Protocols described here allow for the study of the electrical properties of excitable cells in the most non-invasive physiological conditions by employing zebrafish embryos in an in vivo system together with a fluorescence resonance energy transfer (FRET)-based genetically encoded voltage indicator (GEVI) selectively expressed in the cell type of interest.

Abstract

The protocols described here are designed to allow researchers to study cell communication without altering the integrity of the environment in which the cells are located. Specifically, they have been developed to analyze the electrical activity of excitable cells, such as spinal neurons. In such a scenario, it is crucial to preserve the integrity of the spinal cell, but it is also important to preserve the anatomy and physiological shape of the systems involved.

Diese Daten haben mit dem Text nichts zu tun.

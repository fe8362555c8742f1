// handlers/protected/cron.rs - /v1/cron/* handlers (admin only)

use axum::Extension;

use crate::error::ApiError;
use crate::middleware::{ApiResponse, ApiResult, CurrentUser};
use crate::scheduler::{self, SchedulerStatus};
use crate::services::{RecurringReport, RecurringService};

fn require_admin(user: &CurrentUser) -> Result<(), ApiError> {
    if user.is_admin() {
        Ok(())
    } else {
        Err(ApiError::forbidden("Admin access required"))
    }
}

/// GET /v1/cron/status
pub async fn status(Extension(user): Extension<CurrentUser>) -> ApiResult<SchedulerStatus> {
    require_admin(&user)?;
    Ok(ApiResponse::success(scheduler::status()))
}

/// POST /v1/cron/trigger-recurring-cards - run the recurring job now
pub async fn trigger_recurring_cards(Extension(user): Extension<CurrentUser>) -> ApiResult<RecurringReport> {
    require_admin(&user)?;
    tracing::info!("Recurring job triggered manually by {}", user.email);
    let report = RecurringService::new().await?.run().await?;
    Ok(ApiResponse::success(report).with_message("Recurring cards processed"))
}
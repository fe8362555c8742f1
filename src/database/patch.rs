//! Partial UPDATE support.
//!
//! Request bodies model "field absent" as `None` and "field explicitly null"
//! as `Some(None)`. `UpdateBuilder` turns the present fields into a
//! `SET col = $n, ...` list on top of `sqlx::QueryBuilder`.

use serde::{Deserialize, Deserializer};
use sqlx::{Encode, Postgres, QueryBuilder, Type};

/// Deserialize a present field (including `null`) as `Some(value)`.
/// Use with `#[serde(default, deserialize_with = "deserialize_some")]`.
pub fn deserialize_some<'de, T, D>(deserializer: D) -> Result<Option<T>, D::Error>
where
    T: Deserialize<'de>,
    D: Deserializer<'de>,
{
    T::deserialize(deserializer).map(Some)
}

pub struct UpdateBuilder<'a> {
    query: QueryBuilder<'a, Postgres>,
}

impl<'a> UpdateBuilder<'a> {
    /// Starts `UPDATE <table> SET updated_at = NOW()`; the table name must be a constant.
    pub fn new(table: &'static str) -> Self {
        let mut query = QueryBuilder::new("UPDATE ");
        query.push(table).push(" SET updated_at = NOW()");
        Self { query }
    }

    /// Set `column` when the value is present
    pub fn set<T>(&mut self, column: &'static str, value: Option<T>) -> &mut Self
    where
        T: 'a + Encode<'a, Postgres> + Type<Postgres> + Send,
    {
        if let Some(value) = value {
            self.query.push(", ").push(column).push(" = ").push_bind(value);
        }
        self
    }

    /// Set a column unconditionally
    pub fn set_always<T>(&mut self, column: &'static str, value: T) -> &mut Self
    where
        T: 'a + Encode<'a, Postgres> + Type<Postgres> + Send,
    {
        self.query.push(", ").push(column).push(" = ").push_bind(value);
        self
    }

    /// Append `WHERE id = $n AND deleted_at IS NULL RETURNING *`
    pub fn finish(mut self, id: uuid::Uuid) -> QueryBuilder<'a, Postgres> {
        self.query
            .push(" WHERE id = ")
            .push_bind(id)
            .push(" AND deleted_at IS NULL RETURNING *");
        self.query
    }
}
use super::access::{self, BoardContext};
use super::board_service::{card_members, MEMBER_COLUMNS};
use super::validation;
use crate::board_view::CardView;
use crate::database::manager::DatabaseManager;
use crate::database::models::{Card, CardWithBoard, List, MemberView};
use crate::database::patch::{deserialize_some, UpdateBuilder};
use crate::error::ApiError;
use crate::filter::{arrange_user_cards, CardQuery, UserCardPage};
use crate::middleware::CurrentUser;
use crate::ordering;
use crate::types::{card_status, MemberRole, CARD_PRIORITIES};

const CARD_STATUSES: [&str; 4] = [
    card_status::TODO,
    card_status::IN_PROGRESS,
    card_status::DONE,
    card_status::COMPLETED,
];

#[derive(Debug, Deserialize)]
#[serde(rename_all = "camelCase")]
pub struct CreateCard {
    pub list_id: Uuid,
    pub board_id: Option<Uuid>,
    pub title: String,
    pub description: Option<String>,
    pub due_date: Option<DateTime<Utc>>,
    pub start_date: Option<DateTime<Utc>>,
    pub end_date: Option<DateTime<Utc>>,
    #[serde(rename = "type")]
    pub card_type: Option<String>,
    pub status: Option<String>,
    pub priority: Option<String>,
    pub checklist_items: Option<Value>,
    pub labels: Option<Value>,
    pub dependencies: Option<Value>,
    pub metadata: Option<Value>,
}

#[derive(Debug, Default, Deserialize)]
#[serde(rename_all = "camelCase")]
pub struct UpdateCard {
    pub title: Option<String>,
    #[serde(default, deserialize_with = "deserialize_some")]
    pub description: Option<Option<String>>,
    pub list_id: Option<Uuid>,
    pub position: Option<i32>,
    #[serde(default, deserialize_with = "deserialize_some")]
    pub due_date: Option<Option<DateTime<Utc>>>,
    #[serde(default, deserialize_with = "deserialize_some")]
    pub start_date: Option<Option<DateTime<Utc>>>,
    #[serde(default, deserialize_with = "deserialize_some")]
    pub end_date: Option<Option<DateTime<Utc>>>,
    #[serde(rename = "type")]
    pub card_type: Option<String>,
    pub status: Option<String>,
    #[serde(default, deserialize_with = "deserialize_some")]
    pub priority: Option<Option<String>>,
    pub checklist_items: Option<Value>,
    pub labels: Option<Value>,
    pub dependencies: Option<Value>,
    pub metadata: Option<Value>,
    pub archived: Option<bool>,
}

#[derive(Debug, Deserialize)]
#[serde(rename_all = "camelCase")]
pub struct MoveCard {
    pub list_id: Uuid,
    pub index: Option<usize>,
}

#[derive(Debug, Default, Deserialize)]
#[serde(rename_all = "camelCase")]
pub struct CopyCard {
    pub list_id: Option<Uuid>,
    pub title: Option<String>,
}

#[derive(Debug, Deserialize)]
#[serde(rename_all = "camelCase")]
pub struct AddCardMember {
    pub member_id: Uuid,
    pub role: Option<String>,
}

#[derive(Debug, Deserialize)]
#[serde(rename_all = "camelCase")]
pub struct CreateCustomField {
    pub field_name: String,
    pub field_value: Value,
    pub field_type: Option<String>,
}

#[derive(Debug, Deserialize)]
#[serde(rename_all = "camelCase")]
pub struct UpdateCustomField {
    pub field_value: Value,
}

pub struct CardService {
    pool: PgPool,
}
pub mod auth;
pub mod response;
pub mod validate_user;

pub use auth::{jwt_auth_middleware, AuthUser};
pub use response::{ApiResponse, ApiResult};
pub use validate_user::{validate_user_middleware, CurrentUser};
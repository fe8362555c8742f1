use chrono::{DateTime, Utc};
use serde::{Deserialize, Serialize};
use sqlx::FromRow;
use uuid::Uuid;

/// Journal row written for every tracking action
#[derive(Debug, Clone, Serialize, Deserialize, FromRow)]
#[serde(rename_all = "camelCase")]
pub struct TimeTrackingEntry {
    pub id: Uuid,
    pub card_id: Uuid,
    pub user_id: Uuid,
    pub action: String,
    pub start_time: Option<DateTime<Utc>>,
    pub end_time: Option<DateTime<Utc>>,
    pub duration: i64,
    pub note: Option<String>,
    pub created_at: DateTime<Utc>,
    #[sqlx(default)]
    pub user_name: Option<String>,
}
use num_bigint::BigUint;

/// Returns bits of `n` ordered from the least significant to the most significant one; the
/// most significant bit of the result is always set (an empty vector is returned for zero).
pub fn bits_le(n: &BigUint) -> Vec<bool> {
    let digits = n.to_u64_digits();
    return (0..n.bits() as u64)
        .map(|i| (digits[(i / 64) as usize] >> (i % 64)) & 1 == 1)
        .collect();
}
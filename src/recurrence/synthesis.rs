use log::{ debug, trace };
use crate::math::FiniteField;
use super::Recurrence;

// TYPES AND INTERFACES
// ================================================================================================

/// Online Berlekamp-Massey synthesizer. Terms are fed one at a time and the shortest linear
/// recurrence consistent with all terms seen so far can be read at any point.
///
/// The connection polynomial is kept in the form C(x) = 1 + c_1 x + ... + c_l x^l, so that
/// a[i] + c_1 a[i - 1] + ... + c_l a[i - l] = 0 for all i >= l.
#[derive(Clone, Debug)]
pub struct RecurrenceSynthesizer<E: FiniteField> {
    current     : Vec<E>,   // C(x)
    previous    : Vec<E>,   // C(x) as it was before the last length change
    length      : usize,    // l
    shift       : usize,    // steps since the last length change
    discrepancy : E,        // discrepancy observed at the last length change
    terms       : Vec<E>,
}

// RECURRENCE SYNTHESIZER IMPLEMENTATION
// ================================================================================================
impl<E: FiniteField> RecurrenceSynthesizer<E> {

    pub fn new() -> RecurrenceSynthesizer<E> {
        return RecurrenceSynthesizer {
            current     : vec![E::ONE],
            previous    : vec![E::ONE],
            length      : 0,
            shift       : 0,
            discrepancy : E::ONE,
            terms       : Vec::new(),
        };
    }

    /// Feeds the next term of the sequence into the synthesizer and returns the discrepancy
    /// between the term and the value predicted by the recurrence found so far.
    pub fn push(&mut self, value: E) -> E {
        let i = self.terms.len();
        self.terms.push(value);
        self.shift += 1;

        let mut d = value;
        for j in 1..=self.length {
            d = E::add(d, E::mul(self.current[j], self.terms[i - j]));
        }

        if d == E::ZERO {
            return d;
        }

        // C(x) = C(x) - (d / p) * x^m * B(x); `discrepancy` is never zero: it starts at one and
        // is only ever replaced with a non-zero discrepancy
        let snapshot = self.current.clone();
        let q = E::div(d, self.discrepancy);
        let m = self.shift;
        if self.current.len() < self.previous.len() + m {
            self.current.resize(self.previous.len() + m, E::ZERO);
        }
        for j in 0..self.previous.len() {
            self.current[j + m] = E::sub(self.current[j + m], E::mul(q, self.previous[j]));
        }

        if 2 * self.length <= i {
            trace!("recurrence length changed from {} to {} at term {}", self.length, i + 1 - self.length, i);
            self.previous = snapshot;
            self.length = i + 1 - self.length;
            self.shift = 0;
            self.discrepancy = d;
            if self.current.len() <= self.length {
                self.current.resize(self.length + 1, E::ZERO);
            }
        }

        return d;
    }

    pub fn extend(&mut self, values: &[E]) {
        for &value in values {
            self.push(value);
        }
    }

    /// Returns the order of the shortest recurrence consistent with the terms seen so far.
    pub fn order(&self) -> usize {
        return self.length;
    }

    /// Returns the number of terms fed into the synthesizer.
    pub fn len(&self) -> usize {
        return self.terms.len();
    }

    pub fn is_empty(&self) -> bool {
        return self.terms.is_empty();
    }

    /// Returns the recurrence in a[i] = c[0] a[i - 1] + ... + c[d - 1] a[i - d] form. Its order is
    /// always equal to `order()`; coefficients of C(x) above degree l are zero and are dropped.
    pub fn recurrence(&self) -> Recurrence<E> {
        let coefficients = (1..=self.length)
            .map(|j| E::neg(self.current.get(j).copied().unwrap_or(E::ZERO)))
            .collect();
        return Recurrence::new(coefficients);
    }
}

impl<E: FiniteField> Default for RecurrenceSynthesizer<E> {
    fn default() -> Self {
        return Self::new();
    }
}

// PUBLIC FUNCTIONS
// ================================================================================================

/// Finds the shortest linear recurrence which generates `sequence`.
///
/// The result is guaranteed to be minimal only when the sequence is at least twice as long as
/// the order of the recurrence which produced it; shorter prefixes may yield a longer or a
/// spurious recurrence. An all-zero sequence yields the empty recurrence.
pub fn find_linear_recurrence<E: FiniteField>(sequence: &[E]) -> Recurrence<E> {
    let mut synthesizer = RecurrenceSynthesizer::new();
    synthesizer.extend(sequence);
    let result = synthesizer.recurrence();
    debug!("synthesized recurrence of order {} from {} terms", result.order(), sequence.len());
    return result;
}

Indeed, the comprehension of the manner in which the nervous system-and other complex systems-works must be based on a systemic approach. For this reason, the live zebrafish embryo was chosen as a model system, and the spinal neuron membrane voltage changes were evaluated without interfering with the physiological conditions of the embryos.

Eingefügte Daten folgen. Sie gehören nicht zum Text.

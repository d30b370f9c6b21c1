use num_bigint::BigUint;
use crate::math::{ FiniteField, fft };
use crate::utils::bits_le;

// CONSTANTS
// ================================================================================================

/// Polynomials shorter than this (in either operand) are multiplied using the schoolbook method.
pub const DEFAULT_NTT_THRESHOLD: usize = 64;

// POLYNOMIAL EVALUATION
// ================================================================================================

/// Evaluates polynomial `p` over the domain defined by `twiddles` in-place, spreading the work
/// over `num_threads`.
///
/// If `unpermute` parameter is set to false, the evaluations will be left in permuted state.
pub fn eval_fft_twiddles<E: FiniteField>(p: &mut [E], twiddles: &[E], unpermute: bool, num_threads: usize) {
    debug_assert!(p.len() == twiddles.len() * 2, "Invalid number of twiddles");
    fft::fft_in_place(p, twiddles, 1, 1, 0, num_threads);
    if unpermute {
        fft::permute(p);
    }
}

/// Interpolates a polynomial from its evaluations `v` in-place using the supplied inverse
/// twiddles; the work is spread over `num_threads`.
pub fn interpolate_fft_twiddles<E: FiniteField>(
    v: &mut [E], inv_twiddles: &[E], unpermute: bool, num_threads: usize)
{
    fft::fft_in_place(v, inv_twiddles, 1, 1, 0, num_threads);
    let inv_length = E::inv(E::from_u64(v.len() as u64));
    for e in v.iter_mut() {
        *e = E::mul(*e, inv_length);
    }
    if unpermute {
        fft::permute(v);
    }
}

// POLYNOMIAL MATH OPERATIONS
// ================================================================================================

/// Multiplies polynomial `a` by polynomial `b`; switches from the schoolbook method to NTT once
/// both operands are at least `DEFAULT_NTT_THRESHOLD` terms long.
pub fn mul<E: FiniteField>(a: &[E], b: &[E]) -> Vec<E> {
    return mul_with_threshold(a, b, DEFAULT_NTT_THRESHOLD, 1);
}

/// Multiplies polynomial `a` by polynomial `b` using NTT whenever both operands are at least
/// `ntt_threshold` terms long, and the schoolbook method otherwise.
pub fn mul_with_threshold<E: FiniteField>(
    a: &[E], b: &[E], ntt_threshold: usize, num_threads: usize) -> Vec<E>
{
    if std::cmp::min(a.len(), b.len()) < ntt_threshold {
        return mul_naive(a, b);
    }
    return mul_fft(a, b, num_threads);
}

/// Multiplies polynomial `a` by polynomial `b` using the schoolbook method
pub fn mul_naive<E: FiniteField>(a: &[E], b: &[E]) -> Vec<E> {
    if a.is_empty() || b.is_empty() { return Vec::new(); }

    let result_len = a.len() + b.len() - 1;
    let mut result = vec![E::ZERO; result_len];
    for i in 0..a.len() {
        if a[i] == E::ZERO { continue; }
        for j in 0..b.len() {
            let s = E::mul(a[i], b[j]);
            result[i + j] = E::add(result[i + j], s);
        }
    }
    return result;
}

/// Multiplies polynomial `a` by polynomial `b` by evaluating both over a domain of roots of
/// unity, multiplying point-wise, and interpolating the product back.
pub fn mul_fft<E: FiniteField>(a: &[E], b: &[E], num_threads: usize) -> Vec<E> {
    if a.is_empty() || b.is_empty() { return Vec::new(); }

    let result_len = a.len() + b.len() - 1;
    let domain_size = std::cmp::max(result_len.next_power_of_two(), 2);
    let g = E::get_root_of_unity(domain_size);
    let twiddles = fft::get_twiddles(g, domain_size);
    let inv_twiddles = fft::get_inv_twiddles(g, domain_size);

    let mut a_evals = a.to_vec();
    a_evals.resize(domain_size, E::ZERO);
    eval_fft_twiddles(&mut a_evals, &twiddles, true, num_threads);

    let mut b_evals = b.to_vec();
    b_evals.resize(domain_size, E::ZERO);
    eval_fft_twiddles(&mut b_evals, &twiddles, true, num_threads);

    for i in 0..domain_size {
        a_evals[i] = E::mul(a_evals[i], b_evals[i]);
    }

    interpolate_fft_twiddles(&mut a_evals, &inv_twiddles, true, num_threads);
    a_evals.truncate(result_len);
    return a_evals;
}

/// Multiplies polynomial `a` by polynomial `b` and drops all terms of degree `bound` or higher;
/// i.e. computes a * b mod x^bound.
pub fn mul_truncated<E: FiniteField>(a: &[E], b: &[E], bound: usize) -> Vec<E> {
    let a = &a[..std::cmp::min(a.len(), bound)];
    let b = &b[..std::cmp::min(b.len(), bound)];

    if std::cmp::min(a.len(), b.len()) >= DEFAULT_NTT_THRESHOLD {
        let mut result = mul_fft(a, b, 1);
        result.truncate(bound);
        return result;
    }

    if a.is_empty() || b.is_empty() { return Vec::new(); }
    let result_len = std::cmp::min(a.len() + b.len() - 1, bound);
    let mut result = vec![E::ZERO; result_len];
    for i in 0..a.len() {
        if a[i] == E::ZERO { continue; }
        for j in 0..std::cmp::min(b.len(), result_len - i) {
            result[i + j] = E::add(result[i + j], E::mul(a[i], b[j]));
        }
    }
    return result;
}

/// Returns the remainder of dividing polynomial `a` by polynomial `b`. The remainder always has
/// exactly deg(b) coefficients (some of which may be zero).
pub fn rem<E: FiniteField>(a: &[E], b: &[E]) -> Vec<E> {
    let (_, remainder) = div_rem(a, b);
    return remainder;
}

/// Divides polynomial `a` by polynomial `b` using long division and returns the quotient
/// together with the remainder of exactly deg(b) coefficients.
pub fn div_rem<E: FiniteField>(a: &[E], b: &[E]) -> (Vec<E>, Vec<E>) {
    let bpos = degree_of(b);
    assert!(!b.is_empty() && b[bpos] != E::ZERO, "cannot divide polynomial by zero");

    let mut remainder = a.to_vec();
    if remainder.len() <= bpos {
        remainder.resize(bpos, E::ZERO);
        return (Vec::new(), remainder);
    }

    let lead_inv = E::inv(b[bpos]);
    let mut quotient = vec![E::ZERO; remainder.len() - bpos];
    for i in (0..quotient.len()).rev() {
        let quot = E::mul(remainder[i + bpos], lead_inv);
        quotient[i] = quot;
        if quot == E::ZERO { continue; }
        for j in 0..=bpos {
            remainder[i + j] = E::sub(remainder[i + j], E::mul(b[j], quot));
        }
    }

    remainder.truncate(bpos);
    return (quotient, remainder);
}

/// Computes a * x mod `divisor` in linear time; `a` must already be reduced modulo `divisor`.
pub fn mul_by_x_rem<E: FiniteField>(a: &[E], divisor: &[E]) -> Vec<E> {
    let d = degree_of(divisor);
    assert!(!divisor.is_empty() && divisor[d] != E::ZERO, "cannot divide polynomial by zero");
    debug_assert!(a.len() <= d || a[d..].iter().all(|&c| c == E::ZERO), "polynomial is not reduced");

    let mut result = vec![E::ZERO; d];
    if d == 0 { return result; }

    let top = if a.len() >= d { a[d - 1] } else { E::ZERO };
    for i in 1..d {
        if i - 1 < a.len() {
            result[i] = a[i - 1];
        }
    }

    if top != E::ZERO {
        let t = E::div(top, divisor[d]);
        for i in 0..d {
            result[i] = E::sub(result[i], E::mul(t, divisor[i]));
        }
    }

    return result;
}

// RATIONAL FUNCTIONS
// ================================================================================================

/// Returns the coefficient of x^n in the power series expansion of p(x) / q(x) using the
/// Bostan-Mori algorithm; q(0) must be non-zero and deg(p) < deg(q).
pub fn fraction_coefficient<E: FiniteField>(p: &[E], q: &[E], n: &BigUint) -> E {
    assert!(!q.is_empty() && q[0] != E::ZERO, "constant term of the denominator must be non-zero");

    let mut p = p.to_vec();
    let mut q = q.to_vec();
    for bit in bits_le(n) {
        // q(-x)
        let q_neg: Vec<E> = q.iter().enumerate()
            .map(|(i, &c)| if i & 1 == 1 { E::neg(c) } else { c })
            .collect();

        let u = mul(&p, &q_neg);
        let v = mul(&q, &q_neg);

        let parity = if bit { 1 } else { 0 };
        p = u.iter().skip(parity).step_by(2).copied().collect();
        q = v.iter().step_by(2).copied().collect();
    }

    let p0 = if p.is_empty() { E::ZERO } else { p[0] };
    return E::div(p0, q[0]);
}

// DEGREE INFERENCE
// ================================================================================================

/// Returns degree of the polynomial `poly`
pub fn degree_of<E: FiniteField>(poly: &[E]) -> usize {
    for i in (0..poly.len()).rev() {
        if poly[i] != E::ZERO { return i; }
    }
    return 0;
}

// TESTS
// ================================================================================================
#[cfg(test)]
mod tests {

    use num_bigint::BigUint;
    use crate::math::{ FiniteField, F32, F64 };

    #[test]
    fn mul() {
        let poly1: [u64; 3] = [384863712573444386, 7682273369345308472, 13294661765012277990];
        let poly2: [u64; 3] = [9918505539874556741, 16401861429499852246, 12181445947541805654];

        let pr = vec![
            F64::mul(poly1[0], poly2[0]),
            F64::add(F64::mul(poly1[0], poly2[1]), F64::mul(poly2[0], poly1[1])),
            F64::add(
                F64::mul(poly1[1], poly2[1]),
                F64::add(F64::mul(poly1[2], poly2[0]), F64::mul(poly2[2], poly1[0]))
            ),
            F64::add(F64::mul(poly1[2], poly2[1]), F64::mul(poly2[2], poly1[1])),
            F64::mul(poly1[2], poly2[2])
        ];
        assert_eq!(pr, super::mul(&poly1, &poly2));
        assert_eq!(pr, super::mul_fft(&poly1, &poly2, 1));

        assert!(super::mul::<u64>(&[], &poly2).is_empty());
    }

    #[test]
    fn mul_fft() {
        let a = F32::rand_vector(300);
        let b = F32::rand_vector(517);
        let expected = super::mul_naive(&a, &b);
        assert_eq!(expected, super::mul_fft(&a, &b, 1));
        assert_eq!(expected, super::mul_fft(&a, &b, 2));
        assert_eq!(expected, super::mul(&a, &b));

        let a = F64::rand_vector(130);
        let b = F64::rand_vector(70);
        assert_eq!(super::mul_naive(&a, &b), super::mul_fft(&a, &b, 1));
    }

    #[test]
    fn mul_truncated() {
        let a = F32::rand_vector(40);
        let b = F32::rand_vector(25);
        let full = super::mul(&a, &b);
        assert_eq!(full[..30].to_vec(), super::mul_truncated(&a, &b, 30));
        assert_eq!(full, super::mul_truncated(&a, &b, 1000));
        assert!(super::mul_truncated(&a, &b, 0).is_empty());

        let a = F32::rand_vector(200);
        let b = F32::rand_vector(100);
        let full = super::mul(&a, &b);
        assert_eq!(full[..150].to_vec(), super::mul_truncated(&a, &b, 150));
    }

    #[test]
    fn div_rem() {
        let a = F32::rand_vector(37);
        let mut b = F32::rand_vector(9);
        b.push(0); // leading zeros must be ignored

        let (q, r) = super::div_rem(&a, &b);
        assert_eq!(8, r.len());
        assert_eq!(29, q.len());

        let mut restored = super::mul(&q, &b);
        for i in 0..r.len() {
            restored[i] = F32::add(restored[i], r[i]);
        }
        assert_eq!(a[..], restored[..a.len()]);
        assert!(restored[a.len()..].iter().all(|&c| c == 0));

        // dividend of lower degree is its own remainder
        let r = super::rem(&[1u32, 2], &[5, 6, 7, 8]);
        assert_eq!(vec![1, 2, 0], r);

        // constant divisor leaves no remainder
        assert!(super::rem(&a, &[3u32]).is_empty());
    }

    #[test]
    #[should_panic(expected = "cannot divide polynomial by zero")]
    fn rem_by_zero() {
        super::rem(&[1u32, 2, 3], &[0, 0]);
    }

    #[test]
    fn mul_by_x_rem() {
        let divisor = F32::rand_vector(7);
        let a = super::rem(&F32::rand_vector(20), &divisor);

        let mut shifted = vec![0u32];
        shifted.extend_from_slice(&a);
        assert_eq!(super::rem(&shifted, &divisor), super::mul_by_x_rem(&a, &divisor));

        // short input does not overflow the divisor
        assert_eq!(vec![0, 0, 5, 0, 0, 0], super::mul_by_x_rem(&[0u32, 5], &divisor));
    }

    #[test]
    fn fraction_coefficient() {
        // 1 / (1 - x - x^2) generates Fibonacci numbers shifted by one
        let q = [1u32, F32::MODULUS - 1, F32::MODULUS - 1];
        let p = [1u32];
        assert_eq!(1, super::fraction_coefficient(&p, &q, &BigUint::from(0u64)));
        assert_eq!(89, super::fraction_coefficient(&p, &q, &BigUint::from(10u64)));

        // compare with power series expansion by long division
        let p = F32::rand_vector(5);
        let mut q = F32::rand_vector(6);
        q[0] = 1;
        let mut series = vec![0u32; 64];
        for i in 0..series.len() {
            let mut v = if i < p.len() { p[i] } else { 0 };
            for j in 1..std::cmp::min(i + 1, q.len()) {
                v = F32::sub(v, F32::mul(q[j], series[i - j]));
            }
            series[i] = v;
        }
        for (i, &expected) in series.iter().enumerate() {
            assert_eq!(expected, super::fraction_coefficient(&p, &q, &BigUint::from(i as u64)));
        }
    }

    #[test]
    fn degree_of() {
        assert_eq!(0, super::degree_of::<u64>(&[]));
        assert_eq!(0, super::degree_of(&[1u64]));
        assert_eq!(1, super::degree_of(&[1u64, 2]));
        assert_eq!(1, super::degree_of(&[1u64, 2, 0]));
        assert_eq!(2, super::degree_of(&[1u64, 2, 3]));
        assert_eq!(2, super::degree_of(&[1u64, 2, 3, 0]));
    }
}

Here, an approach combining the employment of zebrafish embryos with a FRET-based biosensor is described. Zebrafish embryos are characterized by a very simplified nervous system and are particularly suited for imaging applications thanks to their transparency, allowing for the employment of fluorescence-based voltage indicators at the plasma membrane during zebrafish development. The synergy between these two components makes it possible to analyze the electrical activity of the cells in intact living organisms, without perturbing the physiological state. Finally, this non-invasive approach can co-exist with other analyses (e.g., spontaneous movement recordings, as shown here).

Introduction

In-vivo- systemische Komponentenanalyse ermöglicht es Wissenschaftlern, zelluläres Verhalten auf die zuverlässigste Weise zu untersuchen. Dies trifft besonders dann zu, wenn die zu prüfende Aktivität stark durch Zell-Zell-Wechselwirkungen (sowohl kontakt- als auch berührungsabhängig) beeinflusst wird, wie im Nervensystem, wo Membranspannungsänderungen die Kommunikation zwischen erregbaren Zellen antreiben. Das Verständnis der Informationen, die von diesen elektrischen Signalen codiert werden, ist der Schlüssel zum Verständnis der Art und Weise, wie das Nervensystem sowohl in physiologischen als auch in Krankheitszuständen arbeitet.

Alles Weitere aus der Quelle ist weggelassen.